:: INSTRUCTIONS TO FOLLOW ::
This task calls for copying each line below that contains "request".

:: RECORDS FOR THIS EXERCISE ::

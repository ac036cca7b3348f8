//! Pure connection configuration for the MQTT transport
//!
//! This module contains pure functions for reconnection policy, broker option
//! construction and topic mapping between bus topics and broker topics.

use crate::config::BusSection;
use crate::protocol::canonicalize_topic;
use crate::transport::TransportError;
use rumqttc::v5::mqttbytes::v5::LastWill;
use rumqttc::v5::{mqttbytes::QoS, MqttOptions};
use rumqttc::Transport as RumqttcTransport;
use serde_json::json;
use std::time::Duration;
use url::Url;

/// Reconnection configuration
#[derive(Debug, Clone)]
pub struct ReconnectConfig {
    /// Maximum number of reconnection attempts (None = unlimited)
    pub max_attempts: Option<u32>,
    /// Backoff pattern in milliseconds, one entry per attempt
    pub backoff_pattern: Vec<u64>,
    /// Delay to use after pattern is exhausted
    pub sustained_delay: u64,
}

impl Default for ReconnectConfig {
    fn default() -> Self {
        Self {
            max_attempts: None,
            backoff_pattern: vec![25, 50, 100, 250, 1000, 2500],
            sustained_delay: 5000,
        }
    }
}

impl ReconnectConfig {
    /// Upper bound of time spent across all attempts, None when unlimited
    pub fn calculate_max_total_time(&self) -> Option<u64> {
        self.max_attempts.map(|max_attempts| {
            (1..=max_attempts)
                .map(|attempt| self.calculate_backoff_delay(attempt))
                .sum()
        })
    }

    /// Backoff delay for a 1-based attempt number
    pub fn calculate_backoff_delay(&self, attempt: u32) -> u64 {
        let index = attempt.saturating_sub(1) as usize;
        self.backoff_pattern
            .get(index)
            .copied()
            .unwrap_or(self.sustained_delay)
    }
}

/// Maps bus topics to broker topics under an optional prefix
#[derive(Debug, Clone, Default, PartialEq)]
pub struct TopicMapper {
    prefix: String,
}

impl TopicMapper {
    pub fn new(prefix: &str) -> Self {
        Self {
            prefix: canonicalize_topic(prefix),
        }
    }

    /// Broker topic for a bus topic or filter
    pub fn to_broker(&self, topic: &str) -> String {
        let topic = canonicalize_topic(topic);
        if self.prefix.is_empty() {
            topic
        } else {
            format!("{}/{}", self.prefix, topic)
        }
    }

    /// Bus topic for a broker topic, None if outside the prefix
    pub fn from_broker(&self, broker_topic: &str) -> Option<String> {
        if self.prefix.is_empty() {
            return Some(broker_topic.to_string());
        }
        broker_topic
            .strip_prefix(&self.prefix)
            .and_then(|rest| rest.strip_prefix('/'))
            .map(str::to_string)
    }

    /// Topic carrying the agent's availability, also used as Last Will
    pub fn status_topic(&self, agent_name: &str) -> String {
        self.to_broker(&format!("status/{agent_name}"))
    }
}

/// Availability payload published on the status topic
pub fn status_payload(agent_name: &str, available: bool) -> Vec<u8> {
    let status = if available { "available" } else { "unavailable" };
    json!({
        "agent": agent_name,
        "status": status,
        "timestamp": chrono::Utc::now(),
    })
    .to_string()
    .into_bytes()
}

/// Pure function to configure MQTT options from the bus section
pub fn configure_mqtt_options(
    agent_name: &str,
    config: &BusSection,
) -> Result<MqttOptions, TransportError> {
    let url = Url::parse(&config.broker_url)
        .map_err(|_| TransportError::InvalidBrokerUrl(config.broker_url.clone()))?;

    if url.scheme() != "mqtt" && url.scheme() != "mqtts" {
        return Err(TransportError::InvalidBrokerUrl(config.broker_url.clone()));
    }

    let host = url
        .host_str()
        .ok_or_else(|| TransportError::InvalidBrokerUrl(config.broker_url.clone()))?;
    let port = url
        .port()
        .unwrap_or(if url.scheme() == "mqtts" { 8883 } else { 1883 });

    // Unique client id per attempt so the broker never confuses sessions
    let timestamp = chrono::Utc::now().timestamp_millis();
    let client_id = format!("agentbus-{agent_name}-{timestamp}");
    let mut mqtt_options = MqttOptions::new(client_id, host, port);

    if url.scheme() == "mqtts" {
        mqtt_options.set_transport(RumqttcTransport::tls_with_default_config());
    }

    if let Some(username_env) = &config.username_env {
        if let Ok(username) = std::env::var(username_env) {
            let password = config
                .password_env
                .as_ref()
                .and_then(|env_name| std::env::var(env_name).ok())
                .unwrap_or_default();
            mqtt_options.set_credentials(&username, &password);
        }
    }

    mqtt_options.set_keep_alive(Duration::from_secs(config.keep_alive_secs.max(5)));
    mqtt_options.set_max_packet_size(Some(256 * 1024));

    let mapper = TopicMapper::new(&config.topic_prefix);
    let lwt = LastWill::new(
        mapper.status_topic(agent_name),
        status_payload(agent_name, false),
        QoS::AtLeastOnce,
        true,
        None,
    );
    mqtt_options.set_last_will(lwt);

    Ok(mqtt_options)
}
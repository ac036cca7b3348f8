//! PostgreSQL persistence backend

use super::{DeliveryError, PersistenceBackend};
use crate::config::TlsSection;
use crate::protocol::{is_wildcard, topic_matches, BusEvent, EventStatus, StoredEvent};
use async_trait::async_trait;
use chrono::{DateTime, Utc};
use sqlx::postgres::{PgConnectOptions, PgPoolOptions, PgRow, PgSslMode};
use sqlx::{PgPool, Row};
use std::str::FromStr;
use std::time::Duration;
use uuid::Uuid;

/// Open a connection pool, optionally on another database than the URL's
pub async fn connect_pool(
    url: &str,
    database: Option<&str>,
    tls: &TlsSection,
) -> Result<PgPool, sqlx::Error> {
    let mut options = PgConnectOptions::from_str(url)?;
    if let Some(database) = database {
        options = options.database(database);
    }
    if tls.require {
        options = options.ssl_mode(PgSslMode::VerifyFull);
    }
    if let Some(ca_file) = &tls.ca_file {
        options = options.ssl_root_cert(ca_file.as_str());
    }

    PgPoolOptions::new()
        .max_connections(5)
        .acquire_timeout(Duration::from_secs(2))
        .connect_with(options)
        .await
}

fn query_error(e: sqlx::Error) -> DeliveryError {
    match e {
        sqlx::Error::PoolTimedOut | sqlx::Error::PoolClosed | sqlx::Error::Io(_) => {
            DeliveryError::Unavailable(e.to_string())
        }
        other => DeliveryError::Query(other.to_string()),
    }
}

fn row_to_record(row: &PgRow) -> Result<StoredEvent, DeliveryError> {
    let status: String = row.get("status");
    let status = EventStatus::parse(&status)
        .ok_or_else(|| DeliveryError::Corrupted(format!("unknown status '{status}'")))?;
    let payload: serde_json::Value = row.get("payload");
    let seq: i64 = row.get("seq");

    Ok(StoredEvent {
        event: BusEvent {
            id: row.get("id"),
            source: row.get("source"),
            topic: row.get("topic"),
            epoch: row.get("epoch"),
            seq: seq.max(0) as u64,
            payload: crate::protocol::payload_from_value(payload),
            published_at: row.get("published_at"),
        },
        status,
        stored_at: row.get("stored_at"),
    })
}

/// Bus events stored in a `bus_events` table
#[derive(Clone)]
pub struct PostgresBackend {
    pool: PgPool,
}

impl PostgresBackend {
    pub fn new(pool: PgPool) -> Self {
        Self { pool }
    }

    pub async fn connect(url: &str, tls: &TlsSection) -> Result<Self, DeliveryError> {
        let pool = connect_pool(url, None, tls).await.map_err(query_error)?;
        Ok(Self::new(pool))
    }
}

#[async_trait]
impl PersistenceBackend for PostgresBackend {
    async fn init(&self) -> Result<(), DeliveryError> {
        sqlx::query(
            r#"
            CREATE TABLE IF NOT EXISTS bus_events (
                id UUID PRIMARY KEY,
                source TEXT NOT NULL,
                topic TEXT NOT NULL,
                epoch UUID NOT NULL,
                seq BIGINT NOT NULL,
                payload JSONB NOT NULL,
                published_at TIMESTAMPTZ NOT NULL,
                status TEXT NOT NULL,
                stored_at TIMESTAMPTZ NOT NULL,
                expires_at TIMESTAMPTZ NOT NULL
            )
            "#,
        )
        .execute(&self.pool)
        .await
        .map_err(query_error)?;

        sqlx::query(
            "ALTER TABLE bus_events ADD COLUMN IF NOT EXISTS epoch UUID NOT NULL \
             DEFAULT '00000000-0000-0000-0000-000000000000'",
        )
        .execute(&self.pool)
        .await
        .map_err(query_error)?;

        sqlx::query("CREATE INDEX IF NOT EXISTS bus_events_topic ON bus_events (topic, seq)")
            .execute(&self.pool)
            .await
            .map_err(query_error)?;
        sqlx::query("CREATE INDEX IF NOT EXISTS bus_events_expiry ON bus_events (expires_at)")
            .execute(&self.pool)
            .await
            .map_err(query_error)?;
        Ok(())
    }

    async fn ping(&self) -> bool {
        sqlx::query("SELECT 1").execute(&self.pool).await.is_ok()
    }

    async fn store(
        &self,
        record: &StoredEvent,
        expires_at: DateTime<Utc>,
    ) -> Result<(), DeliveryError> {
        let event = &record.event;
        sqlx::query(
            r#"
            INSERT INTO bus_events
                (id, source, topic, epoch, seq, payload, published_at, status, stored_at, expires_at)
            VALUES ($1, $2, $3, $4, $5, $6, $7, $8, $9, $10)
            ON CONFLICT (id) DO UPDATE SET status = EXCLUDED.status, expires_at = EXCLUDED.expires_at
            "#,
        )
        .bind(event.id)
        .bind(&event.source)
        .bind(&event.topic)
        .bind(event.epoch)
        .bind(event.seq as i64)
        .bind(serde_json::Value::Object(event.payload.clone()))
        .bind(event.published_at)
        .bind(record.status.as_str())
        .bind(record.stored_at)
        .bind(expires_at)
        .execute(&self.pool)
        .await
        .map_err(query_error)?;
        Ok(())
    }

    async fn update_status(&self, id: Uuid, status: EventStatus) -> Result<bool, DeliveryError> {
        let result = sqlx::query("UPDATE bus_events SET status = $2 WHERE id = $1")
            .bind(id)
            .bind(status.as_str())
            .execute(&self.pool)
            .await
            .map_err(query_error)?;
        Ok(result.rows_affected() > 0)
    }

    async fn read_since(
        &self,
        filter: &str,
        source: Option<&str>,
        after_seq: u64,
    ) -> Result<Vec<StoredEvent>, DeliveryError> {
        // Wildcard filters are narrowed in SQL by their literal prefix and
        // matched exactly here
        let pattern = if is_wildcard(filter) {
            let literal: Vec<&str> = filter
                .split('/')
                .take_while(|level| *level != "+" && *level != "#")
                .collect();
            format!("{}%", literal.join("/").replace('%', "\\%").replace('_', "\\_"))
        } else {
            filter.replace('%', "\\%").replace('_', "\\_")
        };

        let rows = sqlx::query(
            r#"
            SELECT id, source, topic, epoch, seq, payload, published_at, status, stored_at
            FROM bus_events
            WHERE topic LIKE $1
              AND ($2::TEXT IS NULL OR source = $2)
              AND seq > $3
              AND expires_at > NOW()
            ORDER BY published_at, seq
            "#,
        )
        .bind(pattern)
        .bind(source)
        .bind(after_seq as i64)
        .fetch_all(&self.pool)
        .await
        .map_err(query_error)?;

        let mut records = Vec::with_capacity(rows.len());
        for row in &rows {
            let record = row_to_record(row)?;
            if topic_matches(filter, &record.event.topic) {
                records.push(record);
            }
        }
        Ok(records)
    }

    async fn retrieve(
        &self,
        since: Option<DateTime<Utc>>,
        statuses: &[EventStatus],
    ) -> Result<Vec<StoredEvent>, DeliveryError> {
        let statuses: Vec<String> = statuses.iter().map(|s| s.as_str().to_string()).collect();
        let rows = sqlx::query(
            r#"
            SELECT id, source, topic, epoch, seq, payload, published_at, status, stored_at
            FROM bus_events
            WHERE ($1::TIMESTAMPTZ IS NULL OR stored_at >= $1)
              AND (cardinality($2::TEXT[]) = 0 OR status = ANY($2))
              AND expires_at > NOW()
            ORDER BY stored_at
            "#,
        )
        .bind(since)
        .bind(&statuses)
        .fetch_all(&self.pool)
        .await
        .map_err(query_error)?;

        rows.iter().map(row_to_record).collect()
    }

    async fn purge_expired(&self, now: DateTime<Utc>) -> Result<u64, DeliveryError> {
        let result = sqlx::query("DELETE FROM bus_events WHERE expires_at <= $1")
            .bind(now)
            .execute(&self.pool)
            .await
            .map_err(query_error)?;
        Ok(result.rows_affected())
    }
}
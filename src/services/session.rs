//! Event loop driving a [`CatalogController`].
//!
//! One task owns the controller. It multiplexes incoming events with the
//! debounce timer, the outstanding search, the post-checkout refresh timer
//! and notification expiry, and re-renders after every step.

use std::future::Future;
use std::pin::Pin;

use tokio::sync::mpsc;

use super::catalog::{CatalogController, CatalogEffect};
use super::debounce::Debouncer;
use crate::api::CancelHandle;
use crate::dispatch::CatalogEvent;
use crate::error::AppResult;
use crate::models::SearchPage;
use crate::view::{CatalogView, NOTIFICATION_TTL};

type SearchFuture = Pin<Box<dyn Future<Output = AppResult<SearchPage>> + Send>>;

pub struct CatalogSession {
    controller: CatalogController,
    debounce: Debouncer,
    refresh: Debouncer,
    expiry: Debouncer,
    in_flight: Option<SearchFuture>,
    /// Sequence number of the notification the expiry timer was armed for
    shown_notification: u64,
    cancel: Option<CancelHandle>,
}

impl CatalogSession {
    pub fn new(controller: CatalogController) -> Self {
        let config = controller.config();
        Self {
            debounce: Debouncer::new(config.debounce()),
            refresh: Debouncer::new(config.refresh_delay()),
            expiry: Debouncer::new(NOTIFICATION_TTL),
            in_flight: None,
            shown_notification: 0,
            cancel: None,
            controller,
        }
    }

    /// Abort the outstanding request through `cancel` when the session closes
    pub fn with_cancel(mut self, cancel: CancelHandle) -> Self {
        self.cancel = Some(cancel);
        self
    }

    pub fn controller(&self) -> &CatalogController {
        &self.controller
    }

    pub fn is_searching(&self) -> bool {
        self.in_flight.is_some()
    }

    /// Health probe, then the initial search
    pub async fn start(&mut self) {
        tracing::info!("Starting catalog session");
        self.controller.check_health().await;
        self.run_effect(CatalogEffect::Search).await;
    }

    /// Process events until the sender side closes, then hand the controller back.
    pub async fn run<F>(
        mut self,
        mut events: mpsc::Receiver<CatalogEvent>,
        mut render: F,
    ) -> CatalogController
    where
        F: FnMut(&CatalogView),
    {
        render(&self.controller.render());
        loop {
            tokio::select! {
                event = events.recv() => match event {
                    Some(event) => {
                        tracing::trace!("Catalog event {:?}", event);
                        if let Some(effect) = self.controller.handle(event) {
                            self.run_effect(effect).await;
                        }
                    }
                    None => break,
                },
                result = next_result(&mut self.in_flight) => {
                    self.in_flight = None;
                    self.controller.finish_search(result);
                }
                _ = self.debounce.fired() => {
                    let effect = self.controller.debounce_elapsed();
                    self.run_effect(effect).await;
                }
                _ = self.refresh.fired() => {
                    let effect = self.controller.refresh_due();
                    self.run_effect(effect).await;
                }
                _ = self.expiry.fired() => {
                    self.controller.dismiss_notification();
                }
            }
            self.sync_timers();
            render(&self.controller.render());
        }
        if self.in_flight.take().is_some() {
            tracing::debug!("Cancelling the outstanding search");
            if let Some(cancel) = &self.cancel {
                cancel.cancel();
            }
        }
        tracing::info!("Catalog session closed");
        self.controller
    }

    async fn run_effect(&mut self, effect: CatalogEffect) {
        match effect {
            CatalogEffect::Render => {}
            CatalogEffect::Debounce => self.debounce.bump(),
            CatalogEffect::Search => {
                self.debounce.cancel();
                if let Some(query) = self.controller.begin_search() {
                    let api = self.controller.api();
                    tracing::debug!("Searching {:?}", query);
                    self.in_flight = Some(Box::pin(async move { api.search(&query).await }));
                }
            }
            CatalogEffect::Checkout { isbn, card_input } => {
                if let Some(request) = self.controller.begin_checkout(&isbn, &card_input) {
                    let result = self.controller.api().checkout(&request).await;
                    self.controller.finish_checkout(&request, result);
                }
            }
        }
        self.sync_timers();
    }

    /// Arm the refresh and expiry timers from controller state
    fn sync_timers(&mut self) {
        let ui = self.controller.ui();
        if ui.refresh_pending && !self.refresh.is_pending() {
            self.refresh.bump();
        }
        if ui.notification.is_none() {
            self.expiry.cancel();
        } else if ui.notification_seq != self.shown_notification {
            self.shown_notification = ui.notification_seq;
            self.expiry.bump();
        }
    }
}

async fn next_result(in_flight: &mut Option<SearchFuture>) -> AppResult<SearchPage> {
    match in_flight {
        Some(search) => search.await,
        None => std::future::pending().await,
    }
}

:: SOLUTION FOR THIS PROBLEM ::
    /// Abort the outstanding request through `cancel` when the session closes
                if let Some(request) = self.controller.begin_checkout(&isbn, &card_input) {
                    let result = self.controller.api().checkout(&request).await;
                    self.controller.finish_checkout(&request, result);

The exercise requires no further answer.